Chris Glein Game Design and Life

Jet Li's Fearless

When it comes to martial arts, Jet Li’s Fearless delivers, but everything else is just blah, blah, blah. I realize that these movies aren’t really about the plot… but is it that hard to make it engaging? Fearless is the story of a prodigy’s reckless youth, the (self-inflicted) tragedy that causes him to go into exile and think hard about his life, and then his return with transcending maturity and eventual martyrdom. In no way does the younger character feel connected to the older one. It might be me applying Western expectations to an Eastern story, but I like to see a character grow instead of be replaced. We’re an individualist culture, and like to see the soul of a character persist through a transformation. Jet Li’s character’s change isn’t properly explained. It’s like you take trauma followed by a breath of fresh air and out pops perfection. Formula for success. Maybe I just demand a few more flaws from my hero characters.

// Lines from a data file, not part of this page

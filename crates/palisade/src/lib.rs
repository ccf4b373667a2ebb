//! # Palisade
//!
//! Host-based access control (HBAC) policy evaluation for
//! directory-backed identity systems.
//!
//! Given an access tuple (user, host, service), Palisade decides
//! whether any enabled rule grants it, with standard HBAC semantics:
//! wildcard "category" axes, explicit entity and group member
//! references with nested-group closure, and deny precedence.
//!
//! ```text
//! ┌─────────────────────────────────────────────────────────────┐
//! │                          Palisade                           │
//! │  ┌───────────┐   ┌────────────┐   ┌─────────┐   ┌────────┐  │
//! │  │  Import   │ → │ PolicyDomain│ → │Snapshot │ → │Evaluate│  │
//! │  │ (update   │   │ (lifecycle, │   │ (RCU,   │   │ (deny  │  │
//! │  │  files)   │   │  invariants)│   │  cache) │   │  wins) │  │
//! │  └───────────┘   └────────────┘   └─────────┘   └────────┘  │
//! └─────────────────────────────────────────────────────────────┘
//! ```
//!
//! # Quick start
//!
//! ```
//! use palisade::{Decision, Evaluator, Kind, PolicyDomain};
//!
//! let domain = PolicyDomain::new();
//! palisade::load_defaults(&domain)?;
//! domain.add_entity(Kind::User, "alice".into())?;
//! domain.add_entity(Kind::Host, "web01".into())?;
//! domain.add_entity(Kind::Service, "sshd".into())?;
//!
//! let evaluator = Evaluator::for_domain(&domain);
//! let decision = evaluator.evaluate(&"alice".into(), &"web01".into(), &"sshd".into())?;
//! assert!(decision.is_allowed()); // granted by the stock allow_all rule
//! # Ok::<(), palisade::PalisadeError>(())
//! ```
//!
//! # Crates
//!
//! - **Types**: [`palisade_types`] - identifiers and enums
//! - **Store**: [`palisade_store`] - snapshots, membership, lifecycle
//! - **Engine**: [`palisade_engine`] - matching and evaluation
//! - **Import**: [`palisade_import`] - provisioning documents

mod error;

pub use error::{EvalError, ImportError, PalisadeError, Result, StoreError};

// Core types
pub use palisade_types::{EntityId, GroupId, Kind, MemberRef, RuleId, RuleType};

// Store and lifecycle
pub use palisade_store::{Axis, PolicyDomain, Rule, RuleSpec, StoreSnapshot};

// Evaluation
pub use palisade_engine::{rule_matches, Decision, Evaluator, Simulation};

// Provisioning
pub use palisade_import::{
    import_document, load_defaults, parse_document, ImportReport, DEFAULT_HBAC_DOCUMENT,
};
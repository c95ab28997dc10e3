use std::sync::Arc;
use winstone_runner::error::Result;
use winstone_runner::{ProcessLifecycleEvent, ProcessObserver, WinstoneRunner};
use tracing_subscriber::{EnvFilter, fmt};

/// Prints server output to the console.
struct ConsoleObserver;

impl ProcessObserver for ConsoleObserver {
    fn on_event(&self, event: &ProcessLifecycleEvent) {
        match event {
            ProcessLifecycleEvent::Started { pid } => println!("[started pid={}]", pid),
            ProcessLifecycleEvent::OutputChunk { text, stream } => println!("[{}] {}", stream, text),
            ProcessLifecycleEvent::WillTerminate { .. } => println!("[stopping]"),
            ProcessLifecycleEvent::Terminated { exit_code, error } => {
                println!("[terminated code={:?} error={:?}]", exit_code, error)
            }
        }
    }
}

#[tokio::main]
async fn main() -> Result<()> {
    // `with_env_filter` reads RUST_LOG, e.g. RUST_LOG=winstone_runner=debug
    fmt()
        .with_env_filter(EnvFilter::from_default_env())
        .with_target(true)
        .init();

    tracing::info!("Starting launch example");

    let mut args = std::env::args().skip(1);
    let config_path = args.next().unwrap_or_else(|| "demos/winstone.yaml".to_string());
    let jdk_home = args.next().or_else(|| std::env::var("JAVA_HOME").ok());

    let runner = WinstoneRunner::from_config_file(&config_path)?
        .with_observer(Arc::new(ConsoleObserver));

    let plan = runner.prepare(jdk_home.as_deref(), None).await?;
    println!("Command line: {}", plan.command_line());

    let handle = runner.launch(jdk_home.as_deref(), None).await?;
    println!("Press Ctrl+C to stop the server");

    tokio::select! {
        _ = tokio::signal::ctrl_c() => {
            tracing::info!("Ctrl+C received, stopping server");
            if let Err(e) = handle.terminate() {
                tracing::warn!(error = %e, "Server was not running");
            }
        }
        outcome = handle.wait() => {
            tracing::info!(outcome = ?outcome, "Server exited on its own");
        }
    }

    let outcome = handle.wait().await?;
    println!("Server exited with {:?}", outcome.exit_code);

    Ok(())
}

Anyway, Jet Li kicks butt ‘n stuff, and it’s all very pretty. No nearly as pretty as Hero or Crouching Tiger, but still pretty. The film was marketed as being Jet Li’s last epic martial arts film, which made me very confused when I recently saw ads on a bus for The Forbidden Kingdom with Jet Li and Jackie Chan. Not that I’m complaining: that sounds like a great idea. It could be spectacularly awful (the fate of the world rests on the shoulders of a teenage boy… again?), but the match-up will no doubt be incredible.

Anyway, you won’t be wasting your time with Fearless; it’s entertaining. But it left me feeling a little empty.

Beautiful Katamari

Played on Xbox360

If you’ve played one Katamari game, you’ve played them all. There have been some small variations on the core formula, but it hasn’t strayed too far from “roll up stuff and get big.” Which is good, because that simple thing is so entertaining. If you’ve spent a lot of hours on the PS2 Katamari games, there’s not much new to play around with in Beautiful Katamari on the Xbox 360. But if you’ve never experienced the joy of rolling up huge balls of crap, Beautiful Katamari delivers. You’ll grow from the size of a penny to be bigger than the sun, all while listening to crazy J-Pop.

Every time you roll into another size class it’s an epic moment. It’s like leveling up in an RPG and going back to squash all the baddies that gave you trouble before. It’s extremely entertaining the first time, but after you’ve seen the whole progression it does lose a little of its bite. And unfortunately you can only get so big before there’s no more content in the game for you to roll up. Actually, the more I think about it the more I realize that Katamari is an RPG.

I really enjoyed Beautiful Katamari, but I can’t help but be a bit disappointed. I’m ready for something new. Later in Beautiful Katamari you find yourself rolling up all these famous monuments from different civilizations, like Egypt or China. It’d be really fun to start out in different locales like that. They can’t really raise the size limit anymore (you’re already sucking up black holes by the end), so they way to improve the game is to add variety in the existing spectrum. Although… it could be possible to take it smaller. I could totally see Katamari at the molecular level… or cellular like Innerspace or Osmosis Jones… or rolling on the surface of a dog picking up fleas and hairs. Really, the game writes itself. Picking up sumo wrestlers is fun and all, but I think this series is ready for a scenery change.

Ben Hur

It seems like bad form to criticize a man’s peak performance so closely after his death. I didn’t plan it that way; the disc was already on its way back to Netflix when the news hit. And I know if I don’t write down my thoughts now I’ll have promptly forgot them a month from now. So, um, sorry for the bad timing?

Bun Hur is a widely recognized classic. It won like a bajillion Academy Awards in 1960 (more specifically, 14), including Best Actor for Mr. Heston. But let me tell you, it has not aged well. The legendary chariot scene holds up, but the rest is… meh. The characters are paper thin, Charlton Heston is the super cheese, the naval combat scene is laughably bad, and the whole thing is long and pretentious. The only reason to watch Ben Hur is to check it off your list of “movies I’m supposed to see for historical significance.” But your time is really better spent doing anything else.

The film labels itself as “a tale of the Christ.” It’s not; it’s a tale of revenge, with a bit of Jesus bolted on after the real climax of the movie. For part of the movie I thought they were going to handle the Christ thing well. I seemed like they were going to subtly interweave the story of Jesus with Ben Hur’s story to give more context to both. It could have been really thoughtful and classy. But all that goes out the window when Jesus’ death is met with stormy weather and instantly healed lepers across the land. The whole thing would have been much more interesting if there was a chance Biblical connection that was a side note in the life of Jesus (healing lepers ‘n stuff) but huge for Ben Hur. But this is not a movie of subtlety. It’s a big mess of dress up (how do those Romans get their whites so white?) and play acting. Skip it.